The Sun Odyssey 42 is a French sailboat that was designed by Guy Ribadeau Dumas, as a cruiser and first built in 1990.

The Sun Odyssey 42 was followed in production by a series of unrelated designs with similar names and intended markets, including the 1992 Sun Odyssey 42.1, the 1995 Sun Odyssey 42.2, the 1996 Sun Odyssey 42 CC, the 2005 Sun Odyssey 42i and the 2007 Sun Odyssey 42 DS.

==Production==
The design was built by Jeanneau in France, from 1990 to 1992, but it is now out of production.

==Design==
The Sun Odyssey 42 is a recreational keelboat, built predominantly of fiberglass, with wood trim. It has a masthead sloop rig, a raked stem, a step-down reverse transom wiyth a swim platform, a partial skeg-mounted rudder controlled by a wheel and a fixed fin keel. It displaces 17968 lb and carries 7385 lb of ballast.

The boat has a draft of 5.41 ft with the standard keel.

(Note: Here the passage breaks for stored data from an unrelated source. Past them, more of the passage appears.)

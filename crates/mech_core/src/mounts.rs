//! Per-unit formula context and resolution of mounted equipment.

use crate::catalog::{gyro_base_formula, ComponentCatalog};
use crate::equipment::{EquipmentLookup, EquipmentRecord, ResolvedEquipment};
use crate::error::Result;
use crate::formula::{evaluate, fields, EvaluationContext};
use crate::location::MechLocation;
use crate::math::{saturating_sum, Fixed};
use crate::unit::{MountedEquipment, UnitSnapshot};

/// A mount joined with its record and unit-specific size.
#[derive(Debug, Clone, Copy)]
pub struct ResolvedMount<'a> {
    /// The mount in the snapshot.
    pub mount: &'a MountedEquipment,
    /// The equipment record.
    pub record: &'a EquipmentRecord,
    /// Size and stats for this unit.
    pub resolved: ResolvedEquipment,
}

impl ResolvedMount<'_> {
    /// `(location, slots)` pairs this mount occupies.
    #[must_use]
    pub fn slot_spread(&self) -> Vec<(MechLocation, u8)> {
        self.mount.slot_spread(self.resolved.slots)
    }
}

/// Formula context describing a unit.
///
/// Holds tonnage, engine rating, engine weight (zero for an invalid rating),
/// gyro base and the tonnage of fixed-size direct-fire weapons.
pub fn unit_context(
    unit: &UnitSnapshot,
    catalog: &ComponentCatalog,
    lookup: &dyn EquipmentLookup,
) -> Result<EvaluationContext> {
    let engine = catalog.engine(unit.engine.engine_type)?;
    let engine_weight = engine.weight(unit.engine.rating).unwrap_or(Fixed::ZERO);
    let mut ctx = EvaluationContext::for_tonnage(unit.tonnage)
        .with(fields::ENGINE_RATING, Fixed::from_num(unit.engine.rating))
        .with(fields::ENGINE_WEIGHT, engine_weight);
    let gyro_base = evaluate(&gyro_base_formula(), &ctx)?;
    ctx.insert(fields::GYRO_BASE, gyro_base);

    let direct_fire = saturating_sum(
        unit.equipment
            .iter()
            .filter_map(|m| lookup.get_by_id(&m.equipment_id))
            .filter(|r| r.category.is_direct_fire() && !r.is_variable())
            .map(|r| r.weight),
    );
    ctx.insert(fields::DIRECT_FIRE_TONNAGE, direct_fire);
    Ok(ctx)
}

/// Resolve every mount against the lookup.
///
/// Mounts naming an unknown id are skipped; the equipment validation rule
/// reports them.
pub fn resolve_mounts<'a>(
    unit: &'a UnitSnapshot,
    lookup: &'a dyn EquipmentLookup,
    ctx: &EvaluationContext,
) -> Result<Vec<ResolvedMount<'a>>> {
    let mut out = Vec::with_capacity(unit.equipment.len());
    for mount in &unit.equipment {
        let Some(record) = lookup.get_by_id(&mount.equipment_id) else {
            tracing::warn!(id = %mount.equipment_id, "skipping unknown equipment");
            continue;
        };
        let resolved = record.resolve(ctx)?;
        out.push(ResolvedMount {
            mount,
            record,
            resolved,
        });
    }
    Ok(out)
}

/// Every `(location, slots)` pair occupied by resolved mounts.
#[must_use]
pub fn equipment_slots(mounts: &[ResolvedMount<'_>]) -> Vec<(MechLocation, u8)> {
    mounts.iter().flat_map(ResolvedMount::slot_spread).collect()
}

/// Total weight of resolved mounts.
#[must_use]
pub fn equipment_weight(mounts: &[ResolvedMount<'_>]) -> Fixed {
    saturating_sum(mounts.iter().map(|m| m.resolved.weight))
}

The design has sleeping accommodation for six people, with a double "V"-berth in the bow cabin, a semi-circular settee around a round table in the main cabin and twin aft cabins, each equipped with a double berth. The galley is located on the port side just forward of the companionway ladder. The galley is equipped with a two-burner stove, an ice box and a double sink. A navigation station is opposite the galley, on the starboard side. The head is located just aft of the bow cabin on the starboard side. There are also sinks located in each of then aft cabins on the centerline.